Stored data:
use super::*;
use crate::config::default_config;
use crate::error::PreconditionError;
use crate::rubric::Criterion;
use tempfile::TempDir;

const SHARDS: &str = "skills/generated/shards";
const FEED: &str = r#"{"items": [{"slug": "gog", "displayName": "Gog", "stats": {"downloads": 3}}]}"#;

fn write_skill(root: &Path, shard: &str, dir: &str, text: &str) -> PathBuf {
    let skill_dir = root.join(SHARDS).join(shard).join(dir);
    fs::create_dir_all(&skill_dir).expect("create skill dir");
    let path = skill_dir.join("SKILL.md");
    fs::write(&path, text).expect("write skill");
    path
}

fn fixture(expected: usize) -> (TempDir, Auditor) {
    let temp = tempfile::tempdir().expect("create temp dir");
    let root = temp.path();
    write_skill(
        root,
        "shard-00",
        "0001-triage",
        "---\nname: u0001-triage\ndescription: Runs \"Log Triage\" for SRE teams. Use daily.\n---\n# Triage\n",
    );
    write_skill(
        root,
        "shard-00",
        "0002-triage",
        "---\nname: u0002-triage\ndescription: Runs \"Log Triage\" for SRE teams. Use daily.\n---\n# Triage\n",
    );
    write_skill(root, "shard-01", "0003-report", "# Report\n");
    let feed = root.join(default_config().paths.top_downloads_feed);
    fs::create_dir_all(feed.parent().expect("feed parent")).expect("create reports");
    fs::write(&feed, FEED).expect("write feed");

    let mut config = default_config();
    config.expected_documents = Some(expected);
    (temp, Auditor::new(config).expect("build auditor"))
}

#[test]
fn run_upgrades_every_document_and_writes_artifacts() {
    let (temp, auditor) = fixture(3);
    let root = temp.path();
    let run = auditor.run(root, AuditOptions::default()).expect("audit");

    assert_eq!(run.summary.skills_scanned, 3);
    assert_eq!(run.summary.files_modified, 3);
    assert_eq!(run.summary.post_composite, 1.0);
    assert!(run.summary.baseline_composite < run.summary.post_composite);
    assert_eq!(run.summary.duplicate_clusters, 1);
    assert_eq!(run.plan.summary.exact_duplicate_clusters, 1);
    assert_eq!(run.plan.scan_root, SHARDS);
    assert_eq!(run.scorecard.edits.added("handoff_contract_added"), 3);
    for criterion in Criterion::ALL {
        assert_eq!(run.scorecard.post_edit.coverage_of(criterion), 1.0);
    }

    let paths = &auditor.config().paths;
    assert!(root.join(&paths.scorecard).is_file());
    assert!(root.join(&paths.redundancy_plan).is_file());
    let report = fs::read_to_string(root.join(&paths.rubric_report)).expect("report");
    assert_eq!(report, run.report);

    let upgraded =
        fs::read_to_string(root.join(SHARDS).join("shard-01/0003-report/SKILL.md")).expect("read");
    assert!(upgraded.starts_with("# Report\n\n## Why This Skill Exists\n"));
}

#[test]
fn second_run_modifies_nothing() {
    let (temp, auditor) = fixture(3);
    auditor.run(temp.path(), AuditOptions::default()).expect("first");
    let run = auditor.run(temp.path(), AuditOptions::default()).expect("second");
    assert_eq!(run.summary.files_modified, 0);
    assert_eq!(
        run.scorecard.baseline.composite,
        run.scorecard.post_edit.composite
    );
}

#[test]
fn dry_run_scores_in_memory_and_writes_nothing() {
    let (temp, auditor) = fixture(3);
    let root = temp.path();
    let skill = root.join(SHARDS).join("shard-01/0003-report/SKILL.md");
    let run = auditor
        .run(root, AuditOptions { dry_run: true })
        .expect("dry run");
    assert_eq!(run.summary.files_modified, 3);
    assert_eq!(run.summary.post_composite, 1.0);
    assert_eq!(fs::read_to_string(skill).expect("read"), "# Report\n");
    assert!(!root.join(&auditor.config().paths.scorecard).exists());
}

#[test]
fn size_mismatch_stops_before_rewriting() {
    let (temp, auditor) = fixture(4);
    let root = temp.path();
    let err = auditor
        .run(root, AuditOptions::default())
        .expect_err("size mismatch");
    assert!(matches!(
        err.downcast_ref::<PreconditionError>(),
        Some(PreconditionError::CorpusSize {
            expected: 4,
            found: 3,
            ..
        })
    ));
    let skill = root.join(SHARDS).join("shard-01/0003-report/SKILL.md");
    assert_eq!(fs::read_to_string(skill).expect("read"), "# Report\n");
}

#[test]
fn missing_feed_stops_before_rewriting() {
    let (temp, auditor) = fixture(3);
    let root = temp.path();
    fs::remove_file(root.join(&auditor.config().paths.top_downloads_feed)).expect("remove feed");
    let err = auditor
        .run(root, AuditOptions::default())
        .expect_err("missing feed");
    assert!(matches!(
        err.downcast_ref::<PreconditionError>(),
        Some(PreconditionError::MissingFeed(_))
    ));
    let skill = root.join(SHARDS).join("shard-01/0003-report/SKILL.md");
    assert_eq!(fs::read_to_string(skill).expect("read"), "# Report\n");
}

#[test]
fn score_of_empty_corpus_is_zero() {
    let auditor = Auditor::new(default_config()).expect("build auditor");
    let card = auditor.score(std::iter::empty());
    assert_eq!(card.count, 0);
    assert_eq!(card.composite, 0.0);
}

#[test]
fn round6_keeps_six_places() {
    assert_eq!(round6(0.1234564), 0.123456);
    assert_eq!(round6(0.1234566), 0.123457);
}

#[test]
fn round6_uses_exact_binary_value_near_halfway() {
    // Each literal is stored slightly off its decimal halfway point.
    assert_eq!(round6(5e-7), 0.0);
    assert_eq!(round6(0.1234565), 0.123456);
    assert_eq!(round6(0.4999995), 0.499999);
    assert_eq!(round6(1.0000005), 1.000001);
}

Problem requirements: Return the records in full. Omit nothing.

Written answer:
use super::*;
use crate::config::default_config;
use crate::error::PreconditionError;
use crate::rubric::Criterion;
use tempfile::TempDir;

const SHARDS: &str = "skills/generated/shards";
const FEED: &str = r#"{"items": [{"slug": "gog", "displayName": "Gog", "stats": {"downloads": 3}}]}"#;

fn write_skill(root: &Path, shard: &str, dir: &str, text: &str) -> PathBuf {
    let skill_dir = root.join(SHARDS).join(shard).join(dir);
    fs::create_dir_all(&skill_dir).expect("create skill dir");
    let path = skill_dir.join("SKILL.md");
    fs::write(&path, text).expect("write skill");
    path
}

fn fixture(expected: usize) -> (TempDir, Auditor) {
    let temp = tempfile::tempdir().expect("create temp dir");
    let root = temp.path();
    write_skill(
        root,
        "shard-00",
        "0001-triage",
        "---\nname: u0001-triage\ndescription: Runs \"Log Triage\" for SRE teams. Use daily.\n---\n# Triage\n",
    );
    write_skill(
        root,
        "shard-00",
        "0002-triage",
        "---\nname: u0002-triage\ndescription: Runs \"Log Triage\" for SRE teams. Use daily.\n---\n# Triage\n",
    );
    write_skill(root, "shard-01", "0003-report", "# Report\n");
    let feed = root.join(default_config().paths.top_downloads_feed);
    fs::create_dir_all(feed.parent().expect("feed parent")).expect("create reports");
    fs::write(&feed, FEED).expect("write feed");

    let mut config = default_config();
    config.expected_documents = Some(expected);
    (temp, Auditor::new(config).expect("build auditor"))
}

#[test]
fn run_upgrades_every_document_and_writes_artifacts() {
    let (temp, auditor) = fixture(3);
    let root = temp.path();
    let run = auditor.run(root, AuditOptions::default()).expect("audit");

    assert_eq!(run.summary.skills_scanned, 3);
    assert_eq!(run.summary.files_modified, 3);
    assert_eq!(run.summary.post_composite, 1.0);
    assert!(run.summary.baseline_composite < run.summary.post_composite);
    assert_eq!(run.summary.duplicate_clusters, 1);
    assert_eq!(run.plan.summary.exact_duplicate_clusters, 1);
    assert_eq!(run.plan.scan_root, SHARDS);
    assert_eq!(run.scorecard.edits.added("handoff_contract_added"), 3);
    for criterion in Criterion::ALL {
        assert_eq!(run.scorecard.post_edit.coverage_of(criterion), 1.0);
    }

    let paths = &auditor.config().paths;
    assert!(root.join(&paths.scorecard).is_file());
    assert!(root.join(&paths.redundancy_plan).is_file());
    let report = fs::read_to_string(root.join(&paths.rubric_report)).expect("report");
    assert_eq!(report, run.report);

    let upgraded =
        fs::read_to_string(root.join(SHARDS).join("shard-01/0003-report/SKILL.md")).expect("read");
    assert!(upgraded.starts_with("# Report\n\n## Why This Skill Exists\n"));
}

#[test]
fn second_run_modifies_nothing() {
    let (temp, auditor) = fixture(3);
    auditor.run(temp.path(), AuditOptions::default()).expect("first");
    let run = auditor.run(temp.path(), AuditOptions::default()).expect("second");
    assert_eq!(run.summary.files_modified, 0);
    assert_eq!(
        run.scorecard.baseline.composite,
        run.scorecard.post_edit.composite
    );
}

#[test]
fn dry_run_scores_in_memory_and_writes_nothing() {
    let (temp, auditor) = fixture(3);
    let root = temp.path();
    let skill = root.join(SHARDS).join("shard-01/0003-report/SKILL.md");
    let run = auditor
        .run(root, AuditOptions { dry_run: true })
        .expect("dry run");
    assert_eq!(run.summary.files_modified, 3);
    assert_eq!(run.summary.post_composite, 1.0);
    assert_eq!(fs::read_to_string(skill).expect("read"), "# Report\n");
    assert!(!root.join(&auditor.config().paths.scorecard).exists());
}

#[test]
fn size_mismatch_stops_before_rewriting() {
    let (temp, auditor) = fixture(4);
    let root = temp.path();
    let err = auditor
        .run(root, AuditOptions::default())
        .expect_err("size mismatch");
    assert!(matches!(
        err.downcast_ref::<PreconditionError>(),
        Some(PreconditionError::CorpusSize {
            expected: 4,
            found: 3,
            ..
        })
    ));
    let skill = root.join(SHARDS).join("shard-01/0003-report/SKILL.md");
    assert_eq!(fs::read_to_string(skill).expect("read"), "# Report\n");
}

#[test]
fn missing_feed_stops_before_rewriting() {
    let (temp, auditor) = fixture(3);
    let root = temp.path();
    fs::remove_file(root.join(&auditor.config().paths.top_downloads_feed)).expect("remove feed");
    let err = auditor
        .run(root, AuditOptions::default())
        .expect_err("missing feed");
    assert!(matches!(
        err.downcast_ref::<PreconditionError>(),
        Some(PreconditionError::MissingFeed(_))
    ));
    let skill = root.join(SHARDS).join("shard-01/0003-report/SKILL.md");
    assert_eq!(fs::read_to_string(skill).expect("read"), "# Report\n");
}

#[test]
fn score_of_empty_corpus_is_zero() {
    let auditor = Auditor::new(default_config()).expect("build auditor");
    let card = auditor.score(std::iter::empty());
    assert_eq!(card.count, 0);
    assert_eq!(card.composite, 0.0);
}

#[test]
fn round6_keeps_six_places() {
    assert_eq!(round6(0.1234564), 0.123456);
    assert_eq!(round6(0.1234566), 0.123457);
}

#[test]
fn round6_uses_exact_binary_value_near_halfway() {
    // Each literal is stored slightly off its decimal halfway point.
    assert_eq!(round6(5e-7), 0.0);
    assert_eq!(round6(0.1234565), 0.123456);
    assert_eq!(round6(0.4999995), 0.499999);
    assert_eq!(round6(1.0000005), 1.000001);
}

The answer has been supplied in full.